When Dr King, the perpetrator, declared in chapter two so this is not a spoiler, drives from near to Braemar (one hour in a 4WD) to Edinburgh in just two hours, he stops to drink tepid tea from his flask. His reason is that he wants to avoid being spotted on CCTV in any of the cafes. There are lots of cafes near to the A9 which don’t have CCTV. However, the road is lined with ANPR cameras. Everybody’s movement is monitored.
How the Dr King manages to lug dead bodies around when he is nowhere near the peak of physical fitness, is beyond me. It gets worse. He manages to source a barrel full of sodium hydroxide in which he dissolves a body. He takes the full barrel, in his car and on a trolley, to a warehouse in Grantham. Furthermore, he doesn’t spill a drop. He must be a world champion power-lifter. He wouldn’t even be able to lift it on his own!

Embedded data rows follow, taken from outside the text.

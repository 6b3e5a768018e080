//! HTTP surface of the resolver layer built on warp.
//!
//! Every named operation is exposed as a JSON endpoint below `/api/v1` (see [`routes`]). Errors
//! are mapped from their [`ErrorKind`](crate::error::ErrorKind) to a status code by [`error`].
//! Use [`warp::run_webserver`] to serve the routes until a termination signal arrives.

use bytesize::MB;

pub mod error;
pub mod info_service;
pub mod routes;
pub mod warp;

/// Limit for JSON request bodies (1 MB).
pub const DEFAULT_MAX_JSON_BODY_SIZE: u64 = MB;
//! Retries transient storage faults with exponential backoff and jitter.
//!
//! Only `StoreUnavailable` and `Throttled` are retried. Business signals such as
//! `ConditionFailed` or `NotFound` are returned to the caller immediately, as repeating the same
//! request would yield the same answer.

use crate::error::kind_of;
use crate::keys::PrimaryKey;
use crate::store::{Condition, IndexQuery, Item, ItemStore, Page, PageToken, ScanFilter};
use async_trait::async_trait;
use backon::{ExponentialBuilder, Retryable};
use std::time::Duration;

/// Controls how often and how patiently transient faults are retried.
#[derive(Clone, Copy, Debug, PartialEq, Eq)]
pub struct RetryPolicy {
    /// Total number of attempts, including the first one.
    pub max_attempts: usize,
    pub initial_backoff: Duration,
    pub max_backoff: Duration,
}

impl Default for RetryPolicy {
    fn default() -> Self {
        RetryPolicy {
            max_attempts: 4,
            initial_backoff: Duration::from_millis(50),
            max_backoff: Duration::from_secs(2),
        }
    }
}

impl RetryPolicy {
    /// A policy which performs exactly one attempt.
    pub fn no_retries() -> Self {
        RetryPolicy {
            max_attempts: 1,
            ..Default::default()
        }
    }

    fn backoff(&self) -> ExponentialBuilder {
        ExponentialBuilder::default()
            .with_min_delay(self.initial_backoff)
            .with_max_delay(self.max_backoff)
            .with_max_times(self.max_attempts.saturating_sub(1))
            .with_jitter()
    }
}

fn is_transient(err: &anyhow::Error) -> bool {
    kind_of(err).is_some_and(|kind| kind.is_retryable())
}

/// Wraps another [`ItemStore`] and retries its transient failures.
pub struct RetryingStore<S> {
    inner: S,
    policy: RetryPolicy,
}

impl<S: ItemStore> RetryingStore<S> {
    pub fn new(inner: S, policy: RetryPolicy) -> Self {
        RetryingStore { inner, policy }
    }

    pub fn inner(&self) -> &S {
        &self.inner
    }
}

fn notify(operation: &'static str) -> impl FnMut(&anyhow::Error, Duration) {
    move |err: &anyhow::Error, delay: Duration| {
        tracing::warn!(
            operation,
            delay = ?delay,
            "Transient storage failure, retrying: {:#}",
            err
        );
    }
}

#[async_trait]
impl<S: ItemStore> ItemStore for RetryingStore<S> {
    async fn get_item(&self, key: &PrimaryKey) -> anyhow::Result<Option<Item>> {
        (|| self.inner.get_item(key))
            .retry(self.policy.backoff())
            .when(is_transient)
            .notify(notify("get_item"))
            .await
    }

    async fn put_item(&self, item: Item, condition: Option<Condition>) -> anyhow::Result<()> {
        (|| self.inner.put_item(item.clone(), condition.clone()))
            .retry(self.policy.backoff())
            .when(is_transient)
            .notify(notify("put_item"))
            .await
    }

    async fn update_item(
        &self,
        key: &PrimaryKey,
        attributes: Item,
        condition: Option<Condition>,
    ) -> anyhow::Result<Item> {
        (|| {
            self.inner
                .update_item(key, attributes.clone(), condition.clone())
        })
        .retry(self.policy.backoff())
        .when(is_transient)
        .notify(notify("update_item"))
        .await
    }

    async fn delete_item(&self, key: &PrimaryKey) -> anyhow::Result<()> {
        (|| self.inner.delete_item(key))
            .retry(self.policy.backoff())
            .when(is_transient)
            .notify(notify("delete_item"))
            .await
    }

    async fn query_page(
        &self,
        query: &IndexQuery,
        start: Option<PageToken>,
    ) -> anyhow::Result<Page> {
        (|| self.inner.query_page(query, start.clone()))
            .retry(self.policy.backoff())
            .when(is_transient)
            .notify(notify("query_page"))
            .await
    }

    async fn scan_page(
        &self,
        filter: &ScanFilter,
        start: Option<PageToken>,
    ) -> anyhow::Result<Page> {
        (|| self.inner.scan_page(filter, start.clone()))
            .retry(self.policy.backoff())
            .when(is_transient)
            .notify(notify("scan_page"))
            .await
    }
}
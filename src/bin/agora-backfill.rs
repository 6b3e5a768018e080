//! Rewrites the topic index key of every post from the current topic of its subreddit.
//!
//! Takes no arguments. Always works on the production table. Exits with 1 if the table cannot be
//! scanned and with 0 otherwise, even if single posts could not be repaired.

use agora::backfill::{self, BackfillOptions, BackfillReport};
use agora::config::PRODUCTION_TABLE;
use agora::logging::setup_tracing;
use agora::store::dynamo::DynamoItemStore;
use agora::store::{RetryPolicy, RetryingStore};
use agora::tools::system::install_termination_listener;
use std::process::ExitCode;

const REGION: &str = "us-east-1";

#[tokio::main]
async fn main() -> ExitCode {
    setup_tracing();
    let cancellation = install_termination_listener();

    let store = DynamoItemStore::for_region(PRODUCTION_TABLE, REGION).await;
    let store = RetryingStore::new(store, RetryPolicy::default());

    match backfill::run(&store, &BackfillOptions::default(), &cancellation).await {
        Ok(report) => {
            print_summary(&report);
            ExitCode::SUCCESS
        }
        Err(err) => {
            tracing::error!("Backfill of '{}' failed: {:#}", PRODUCTION_TABLE, err);
            eprintln!("Backfill failed: {:#}", err);
            ExitCode::FAILURE
        }
    }
}

fn print_summary(report: &BackfillReport) {
    println!("Total posts scanned: {}", report.scanned);
    println!("Posts updated: {}", report.updated);
    println!("Posts skipped: {}", report.skipped);

    if !report.unresolved.is_empty() {
        println!(
            "Posts without subreddit ({}): {}",
            report.unresolved.len(),
            report.unresolved.join(", ")
        );
    }
    for failure in &report.failures {
        println!(
            "Failed to repair post '{}' ({}): {}",
            failure.post_id, failure.key, failure.reason
        );
    }
    if let Some(partial_failure) = report.partial_failure() {
        println!("{}", partial_failure);
    }
    if report.cancelled {
        println!("Backfill was cancelled before all posts were scanned.");
    }
}
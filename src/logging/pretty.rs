//! Colorized console format for local development.

use nu_ansi_term::{Color, Style};
use tracing::{Event, Level, Subscriber};
use tracing_subscriber::fmt::format::Writer;
use tracing_subscriber::fmt::{FmtContext, FormatEvent, FormatFields};
use tracing_subscriber::registry::LookupSpan;

/// `time LEVEL |nesting target: message`, with one `|` per enclosing span.
pub struct PrettyConsoleLogFormat;

fn level_style(level: &Level) -> Style {
    match *level {
        Level::TRACE => Style::new().fg(Color::Purple),
        Level::DEBUG => Style::new().fg(Color::Blue),
        Level::INFO => Style::new().fg(Color::Green),
        Level::WARN => Style::new().fg(Color::Yellow),
        Level::ERROR => Style::new().fg(Color::Red).bold(),
    }
}

impl<S, N> FormatEvent<S, N> for PrettyConsoleLogFormat
where
    S: Subscriber + for<'a> LookupSpan<'a>,
    N: for<'a> FormatFields<'a> + 'static,
{
    fn format_event(
        &self,
        ctx: &FmtContext<'_, S, N>,
        mut writer: Writer<'_>,
        event: &Event<'_>,
    ) -> std::fmt::Result {
        let metadata = event.metadata();
        let dimmed = Style::new().dimmed();

        write!(
            writer,
            "{} ",
            dimmed.paint(chrono::offset::Local::now().format("%T%.3f").to_string())
        )?;
        write!(
            writer,
            "{}",
            level_style(metadata.level()).paint(format!("{:<5}", metadata.level()))
        )?;

        let nesting = ctx.event_scope().map(|scope| scope.count()).unwrap_or(0);
        write!(
            writer,
            " {} ",
            Style::new().fg(Color::Magenta).paint("|".repeat(nesting))
        )?;
        write!(writer, "{}", dimmed.paint(format!("{}: ", metadata.target())))?;

        ctx.field_format().format_fields(writer.by_ref(), event)?;
        writeln!(writer)
    }
}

The introduction of Franco-Scot Detective Inspector Luc Callanach to the story is completely nuts! He arrives in Edinburgh from Interpol. His first briefing with all of the team focuses on his fear that they’ll take the piss out of his accent – and they do – aggressively. His DS falls out with him immediately. THEN he takes a DS and 2 DCs off their current workload because Grampian police think that some bones that they’ve found MIGHT belong to a missing person from Edinburgh because one of the police officers recognises the preserved fragment of scarf as matching a detail of the mispers description that he has read. How likely is that?
Luc doesn’t even check in with his boss to ask if it’s OK to take half the team away. When he gets there, having driven all the way to Braemar, which would take three hours and then a further one hour in a 4-wheel drive vehicle, the pathologist and two from forensics are there on site waiting for him – why? The charred bones are in Aberdeen, an hour and a half away. The roof of the bothie collapsed, so it must have taken them days to get to the bones and the piece of scarf.
The Edinburgh team find a B&B to stay in. The next day, Luc goes to Aberdeen and back, then decides that they’ll all go back to Edinburgh. That only takes two hours.
However, the forensic side of the story, especially the DNA tracing, is all very authentic.
From half way through, the story picks up both in pace and atmosphere. The characters and their relationships develop very well. Once the momentum built, I just couldn’t put it down.
I would recommend Perfect Remains to any of my friends who like crime fiction with the proviso that they should be prepared to grit their teeth as they wade through the first fifty or sixty pages.